The problem:
Repeat the first line of the listing and each line after it, exactly, through the line containing "pub fn set_raw_str(&mut".

Dataset records:
____________________
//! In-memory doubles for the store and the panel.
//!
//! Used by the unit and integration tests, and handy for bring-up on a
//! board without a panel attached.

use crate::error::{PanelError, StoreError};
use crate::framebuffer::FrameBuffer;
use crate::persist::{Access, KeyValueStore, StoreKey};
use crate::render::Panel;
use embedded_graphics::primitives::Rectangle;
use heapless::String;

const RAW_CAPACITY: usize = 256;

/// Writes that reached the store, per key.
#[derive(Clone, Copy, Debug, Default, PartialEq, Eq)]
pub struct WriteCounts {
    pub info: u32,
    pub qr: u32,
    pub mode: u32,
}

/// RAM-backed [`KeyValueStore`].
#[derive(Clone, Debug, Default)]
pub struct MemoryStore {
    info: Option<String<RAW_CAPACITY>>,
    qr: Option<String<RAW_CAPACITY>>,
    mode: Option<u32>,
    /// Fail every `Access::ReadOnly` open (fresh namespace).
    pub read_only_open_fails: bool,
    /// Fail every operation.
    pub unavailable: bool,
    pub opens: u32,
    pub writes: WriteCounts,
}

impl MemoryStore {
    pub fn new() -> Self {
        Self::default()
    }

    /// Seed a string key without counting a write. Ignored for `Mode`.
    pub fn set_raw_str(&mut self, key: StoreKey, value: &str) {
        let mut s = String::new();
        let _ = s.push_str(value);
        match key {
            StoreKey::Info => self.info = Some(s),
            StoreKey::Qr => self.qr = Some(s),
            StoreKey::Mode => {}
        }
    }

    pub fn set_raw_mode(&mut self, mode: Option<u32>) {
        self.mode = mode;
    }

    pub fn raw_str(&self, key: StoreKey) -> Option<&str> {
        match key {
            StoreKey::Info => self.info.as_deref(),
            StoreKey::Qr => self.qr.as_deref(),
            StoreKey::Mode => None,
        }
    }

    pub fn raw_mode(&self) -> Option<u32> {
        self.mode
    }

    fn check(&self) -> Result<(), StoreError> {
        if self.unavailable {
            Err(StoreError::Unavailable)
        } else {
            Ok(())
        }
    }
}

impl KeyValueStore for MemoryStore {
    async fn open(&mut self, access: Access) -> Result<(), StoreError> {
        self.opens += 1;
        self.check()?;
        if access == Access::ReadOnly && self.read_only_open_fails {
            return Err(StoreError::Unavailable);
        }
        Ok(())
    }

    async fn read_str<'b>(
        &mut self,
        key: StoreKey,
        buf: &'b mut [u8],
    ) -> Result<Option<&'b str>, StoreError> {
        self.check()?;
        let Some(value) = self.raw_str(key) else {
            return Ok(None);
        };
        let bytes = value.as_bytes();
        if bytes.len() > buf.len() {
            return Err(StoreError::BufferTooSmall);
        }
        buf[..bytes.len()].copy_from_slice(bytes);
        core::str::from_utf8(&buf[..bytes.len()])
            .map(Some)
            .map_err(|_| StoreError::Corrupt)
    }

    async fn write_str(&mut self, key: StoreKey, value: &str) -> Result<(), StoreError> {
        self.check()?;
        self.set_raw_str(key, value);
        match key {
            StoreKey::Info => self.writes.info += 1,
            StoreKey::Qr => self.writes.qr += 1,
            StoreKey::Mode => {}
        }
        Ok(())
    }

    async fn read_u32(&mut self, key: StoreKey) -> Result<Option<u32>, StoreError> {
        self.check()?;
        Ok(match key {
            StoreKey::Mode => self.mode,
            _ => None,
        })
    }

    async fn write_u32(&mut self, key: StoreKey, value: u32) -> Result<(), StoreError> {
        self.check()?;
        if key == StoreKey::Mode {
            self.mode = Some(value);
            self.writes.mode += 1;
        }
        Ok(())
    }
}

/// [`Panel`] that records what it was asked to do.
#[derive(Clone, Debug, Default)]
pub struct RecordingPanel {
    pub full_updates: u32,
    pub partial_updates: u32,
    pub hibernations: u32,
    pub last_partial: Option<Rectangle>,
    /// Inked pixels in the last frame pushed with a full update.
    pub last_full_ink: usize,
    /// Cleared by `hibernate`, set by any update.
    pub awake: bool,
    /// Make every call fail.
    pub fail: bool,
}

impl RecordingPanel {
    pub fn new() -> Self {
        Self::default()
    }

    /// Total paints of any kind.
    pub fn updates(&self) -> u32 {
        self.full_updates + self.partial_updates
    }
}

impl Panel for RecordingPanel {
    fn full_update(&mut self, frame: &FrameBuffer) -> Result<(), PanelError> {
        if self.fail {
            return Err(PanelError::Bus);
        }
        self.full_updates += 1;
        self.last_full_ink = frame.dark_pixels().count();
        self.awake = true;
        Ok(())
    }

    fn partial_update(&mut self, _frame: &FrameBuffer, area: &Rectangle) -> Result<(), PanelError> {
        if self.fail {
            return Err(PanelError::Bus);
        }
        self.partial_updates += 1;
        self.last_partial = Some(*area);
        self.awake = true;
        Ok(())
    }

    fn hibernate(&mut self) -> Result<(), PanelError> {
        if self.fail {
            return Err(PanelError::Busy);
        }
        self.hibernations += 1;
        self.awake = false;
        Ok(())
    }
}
____________________
Exercise output:
//! In-memory doubles for the store and the panel.
//!
//! Used by the unit and integration tests, and handy for bring-up on a
//! board without a panel attached.

use crate::error::{PanelError, StoreError};
use crate::framebuffer::FrameBuffer;
use crate::persist::{Access, KeyValueStore, StoreKey};
use crate::render::Panel;
use embedded_graphics::primitives::Rectangle;
use heapless::String;

const RAW_CAPACITY: usize = 256;

/// Writes that reached the store, per key.
#[derive(Clone, Copy, Debug, Default, PartialEq, Eq)]
pub struct WriteCounts {
    pub info: u32,
    pub qr: u32,
    pub mode: u32,
}

/// RAM-backed [`KeyValueStore`].
#[derive(Clone, Debug, Default)]
pub struct MemoryStore {
    info: Option<String<RAW_CAPACITY>>,
    qr: Option<String<RAW_CAPACITY>>,
    mode: Option<u32>,
    /// Fail every `Access::ReadOnly` open (fresh namespace).
    pub read_only_open_fails: bool,
    /// Fail every operation.
    pub unavailable: bool,
    pub opens: u32,
    pub writes: WriteCounts,
}

impl MemoryStore {
    pub fn new() -> Self {
        Self::default()
    }

    /// Seed a string key without counting a write. Ignored for `Mode`.
    pub fn set_raw_str(&mut self, key: StoreKey, value: &str) {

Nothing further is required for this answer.